Como su madre no tenía con quien dejar a su hijo mientras trabajaba en la sombrerería lo colgaba de una jaula de madera a la entrada del local y desde allí era desde donde veía y escuchaba el mundo

Allí van las tres de la mano, calle abajo. Sigo mi camino. La tarde es seca en la garganta. Cuando llego al Cicus escucho con atención la conversación entre Juan Bonilla y Rocío Rojas-Marcos sobre la obra –y la infancia– de Ángel Vázquez, un escritor maldito que ganó el Premio Planeta en 1962 con su primera novela (pri-me-ra-no-ve-la) y al que yo ni conocía ni había leído.

Parece que su exquisito oído para captar los entresijos de las conversaciones femeninas, y que tan bien plasmó en sus novelas, se lo adeudaba en parte a un episodio espantoso de su niñez: como su madre no tenía con quien dejar a su hijo mientras trabajaba en la sombrerería lo colgaba de una jaula de madera a la entrada del local y desde allí era desde donde veía y escuchaba el mundo. Ángel Vázquez no cerró los ojos –no podía– y pasó su niñez con su madre y su abuela metido en una jaula, sobrevolando la sombrerería donde trabajaban. Me pregunto qué niño puede sobreponerse a eso.

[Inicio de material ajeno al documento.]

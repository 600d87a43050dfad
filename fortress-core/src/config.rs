use crate::ledger::Resources;
use crate::raid::DEFAULT_LOG_CAPACITY;
use crate::timer::clamp_minutes;
use serde::{Deserialize, Serialize};

/// Engine configuration.
#[derive(Debug, Clone, PartialEq, Eq, Serialize, Deserialize)]
#[serde(default)]
pub struct EngineConfig {
    /// Session length the timer starts with, in minutes (clamped to 1-180).
    pub default_minutes: u32,
    /// How many raids the log keeps before dropping the oldest.
    pub raid_log_capacity: usize,
    /// Stock the ledger opens with.
    pub starting_stock: Resources,
    /// Focus tokens the ledger opens with.
    pub starting_tokens: u32,
    /// Seed for a reproducible random source. `None` draws from entropy.
    pub seed: Option<u64>,
}

impl Default for EngineConfig {
    fn default() -> Self {
        Self {
            default_minutes: 25,
            raid_log_capacity: DEFAULT_LOG_CAPACITY,
            starting_stock: Resources::default(),
            starting_tokens: 0,
            seed: None,
        }
    }
}

impl EngineConfig {
    /// Parse a JSON document. Missing fields take their defaults.
    pub fn from_json(json: &str) -> Result<Self, serde_json::Error> {
        let config: EngineConfig = serde_json::from_str(json)?;
        Ok(config.normalized())
    }

    /// Pull out-of-range values back into range.
    pub fn normalized(mut self) -> Self {
        self.default_minutes = clamp_minutes(i64::from(self.default_minutes));
        self.raid_log_capacity = self.raid_log_capacity.max(1);
        self
    }
}
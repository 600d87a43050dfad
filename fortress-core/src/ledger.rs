//! Resource stock tracking.

use serde::{Deserialize, Serialize};
use std::fmt;

/// The three stock resources a fortress runs on.
#[derive(Debug, Clone, Copy, PartialEq, Eq, Hash, Serialize, Deserialize)]
#[serde(rename_all = "lowercase")]
pub enum ResourceKind {
    Wood,
    Stone,
    Food,
}

impl ResourceKind {
    pub const ALL: [ResourceKind; 3] = [
        ResourceKind::Wood,
        ResourceKind::Stone,
        ResourceKind::Food,
    ];

    pub fn symbol(self) -> &'static str {
        match self {
            ResourceKind::Wood => "🪵",
            ResourceKind::Stone => "🪨",
            ResourceKind::Food => "🍖",
        }
    }
}

impl fmt::Display for ResourceKind {
    fn fmt(&self, f: &mut fmt::Formatter<'_>) -> fmt::Result {
        match self {
            ResourceKind::Wood => write!(f, "wood"),
            ResourceKind::Stone => write!(f, "stone"),
            ResourceKind::Food => write!(f, "food"),
        }
    }
}

/// A bundle of wood, stone and food. Used for stock, costs, loot and losses.
#[derive(Debug, Clone, Copy, Default, PartialEq, Eq, Serialize, Deserialize)]
#[serde(default)]
pub struct Resources {
    pub wood: u32,
    pub stone: u32,
    pub food: u32,
}

impl Resources {
    pub const fn new(wood: u32, stone: u32, food: u32) -> Self {
        Self { wood, stone, food }
    }

    pub fn get(&self, kind: ResourceKind) -> u32 {
        match kind {
            ResourceKind::Wood => self.wood,
            ResourceKind::Stone => self.stone,
            ResourceKind::Food => self.food,
        }
    }

    fn slot(&mut self, kind: ResourceKind) -> &mut u32 {
        match kind {
            ResourceKind::Wood => &mut self.wood,
            ResourceKind::Stone => &mut self.stone,
            ResourceKind::Food => &mut self.food,
        }
    }

    /// Non-zero entries, in wood/stone/food order.
    pub fn entries(&self) -> impl Iterator<Item = (ResourceKind, u32)> + '_ {
        ResourceKind::ALL
            .into_iter()
            .map(move |kind| (kind, self.get(kind)))
            .filter(|(_, amount)| *amount > 0)
    }

    /// Whether every entry here is covered by `stock`.
    pub fn covered_by(&self, stock: &Resources) -> bool {
        ResourceKind::ALL
            .into_iter()
            .all(|kind| stock.get(kind) >= self.get(kind))
    }
}

impl fmt::Display for Resources {
    fn fmt(&self, f: &mut fmt::Formatter<'_>) -> fmt::Result {
        let parts: Vec<String> = self
            .entries()
            .map(|(kind, amount)| format!("{} {}", amount, kind))
            .collect();
        if parts.is_empty() {
            write!(f, "nothing")
        } else {
            write!(f, "{}", parts.join(", "))
        }
    }
}

/// Stock on hand plus the focus token counter.
///
/// Nothing here can go negative: [`ResourceLedger::spend`] refuses an
/// overdraft outright and [`ResourceLedger::drain`] caps at what is held.
#[derive(Debug, Clone, Default, PartialEq, Eq, Serialize)]
pub struct ResourceLedger {
    pub stock: Resources,
    pub focus_tokens: u32,
}

impl ResourceLedger {
    pub fn new(stock: Resources, focus_tokens: u32) -> Self {
        Self {
            stock,
            focus_tokens,
        }
    }

    pub fn get(&self, kind: ResourceKind) -> u32 {
        self.stock.get(kind)
    }

    pub fn can_afford(&self, cost: &Resources) -> bool {
        cost.covered_by(&self.stock)
    }

    /// Add every entry of `amounts` to the stock.
    pub fn credit(&mut self, amounts: &Resources) {
        for kind in ResourceKind::ALL {
            let slot = self.stock.slot(kind);
            *slot = slot.saturating_add(amounts.get(kind));
        }
    }

    /// Deduct `cost` if every entry is covered. Returns `false` and leaves
    /// the stock untouched otherwise.
    pub fn spend(&mut self, cost: &Resources) -> bool {
        if !self.can_afford(cost) {
            return false;
        }
        for kind in ResourceKind::ALL {
            *self.stock.slot(kind) -= cost.get(kind);
        }
        true
    }

    /// Remove up to `amount` of one resource, returning what was actually taken.
    pub fn take_up_to(&mut self, kind: ResourceKind, amount: u32) -> u32 {
        let slot = self.stock.slot(kind);
        let taken = amount.min(*slot);
        *slot -= taken;
        taken
    }

    /// Remove up to each entry of `losses`, returning what was actually taken.
    pub fn drain(&mut self, losses: &Resources) -> Resources {
        let mut taken = Resources::default();
        for kind in ResourceKind::ALL {
            *taken.slot(kind) = self.take_up_to(kind, losses.get(kind));
        }
        taken
    }

    pub fn add_tokens(&mut self, count: u32) {
        self.focus_tokens = self.focus_tokens.saturating_add(count);
    }

    /// Consume one focus token if any is held.
    pub fn use_token(&mut self) -> bool {
        if self.focus_tokens == 0 {
            return false;
        }
        self.focus_tokens -= 1;
        true
    }

    pub fn describe(&self) -> String {
        format!(
            "{} {}  {} {}  {} {}  🎟️ {}",
            ResourceKind::Wood.symbol(),
            self.stock.wood,
            ResourceKind::Stone.symbol(),
            self.stock.stone,
            ResourceKind::Food.symbol(),
            self.stock.food,
            self.focus_tokens
        )
    }
}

Ya de retirada, pasando por la misma calle San Luis y con un par de libros meciéndose en el bolso, me pregunto si Ángel no escucharía durante toda su vida un ejército de niñas de cuatro años con lacitos ocre atándole una soga al cuello. Me abrigué a conciencia con el fresco de la noche mientras pensaba una y otra vez en aquella jaula de madera suspendida en el aire, recordando en palabras de Rocío Rojas-Marcos la capacidad extraordinaria para componer personajes femeninos de una profundidad y delicadeza realmente sorprendentes. Una a veces se alimenta de despertares luminosos y le da por pensar que casi todos los hallazgos tienen engarces misteriosos: No mirar, por un lado, estar encerrado en una jaula condenado a verlo y escucharlo todo, por otro.

Ángel Vázquez murió en una habitación. Solo. Alcoholizado. El día antes quemó dos novelas que había sido incapaz de terminar. Puede que decidiera un día mantener bien cerrados los ojos para no verse a sí mismo, siendo él como era su peor enemigo. También busqué con la mirada al pobre feo, pero no hubo suerte. El pobre feo ya no estaba.